8. transfection Setup

  1. Voor het transfect van de ssodn en de crispr CAS9 plasmiden, plaat de doelcel lijn in een 6-well gerecht op bestraalde mefs om 70-80% confluentie te bereiken na een incubatie van O/N.
  2. De transfectie reactie instellen zoals beschreven in tabel 6. Meng de reactie door pipetteren en incuberen gedurende 15 minuten bij RT. Voeg het transfectie-reactiemengsel druppelsgewijs toe aan de cellen.
  3. Na 48 h, bereidt u de cellen voor op celsortering zoals beschreven in paragraaf 5,3.
  4. Kies kolonies ~ 10 dagen na het bekleden van enkele cellen met een pipet van 200 μL. Breng 100 μL cellen over naar een put van een 24-of 48-goed plaat die eerder is bekleed met gelatine en bestraalde Mef's in hESC-medium met Y-27632 dihydrochloride. Gebruik de resterende 100 μL voor DNA-isolatie zoals beschreven in rubriek 6.

9. controle op mutaties in enkele kolonies

  1. Om te controleren op een geslaagde integratie van de ssODN, neemt u 5 μL DNA geïsoleerd van elke kolonie om PCR uit te voeren met behulp van de screenings primers die zijn ontworpen in sectie 2. Reinig de PCR-producten (tabel met materialen) en bereid de vergisting van het restrictie enzym voor met behulp van de unieke enzym site die in de ssodn is gemaakt.
    Opmerking: deze spijsvertering omvat ook de restrictie-enzym buffer en de aanbevolen concentratie van het beperkings enzym van de fabrikant in een volume van 40 μL.
  2. Meng de reactie door pipetteren en inbroed op de aanbevolen temperatuur van de fabrikant voor 1-3 h.
  3. Visualiseer de verteerde PCR-producten op een 1,5% (w/v) EtBr agarose gel elektroforesed bij 80-100 V voor 40 min. Als er een succesvolle integratie van de ssODN heeft plaatsgevonden, volg dan specifieke mutaties met behulp van een geneste primer.

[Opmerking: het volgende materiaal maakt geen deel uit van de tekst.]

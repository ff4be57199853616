//! Canonical records, independent of any marketplace wire format.

mod catalog;
mod claim;
mod order;
mod product;
mod question;
mod transaction;

pub use catalog::{AttributeValue, Brand, Category, CategoryAttribute};
pub use claim::{Claim, ClaimItem, ClaimLineGroup};
pub use order::{Order, OrderLine};
pub use product::{Product, ProductAttribute, ProductVariant, ProductVariantDetail};
pub use question::Question;
pub use transaction::Transaction;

Subscription Required. Please recommend JoVE to your librarian.

Representative Results

Generatie gRNAs en screening voor indels

Elke gRNA wordt gekloond in een plasmide vector en uitgedrukt met de promotor U6. Het AFLII restrictie-enzym wordt gebruikt voor het linealiseren van het plasmide (addgene #41824) en bevindt zich na de promotor U6. De 100 BP-band gegenereerd na het gloeien van de 2 60 BP oligos wordt gekloond in de gRNA expressie vector met behulp van de DNA-verzameling. Zodra de gRNA plasmiden worden gegenereerd, worden ze omgezet in hESCs of iPSCs samen met een CRISPS CAS9 GFP plasmide (addgene #44719). De GFP +-cellen worden na 2 dagen gesorteerd om te verrijken voor getransfunde cellen en verguld (zie rubriek 5). Na 10-14 dagen worden eencellige kolonies geplukt en gebruikt om DNA te isoleren op het scherm voor Indel-vorming die voor elke gRNA wordt gegenereerd. Een PCR-versterking met primers die de gRNA-site beslaan, wordt gebruikt om Indel-vorming te visualiseren met behulp van een 2,5% (w/v) agarose-gel met EtBr, elektroforesed bij 70-90 V voor 1 uur.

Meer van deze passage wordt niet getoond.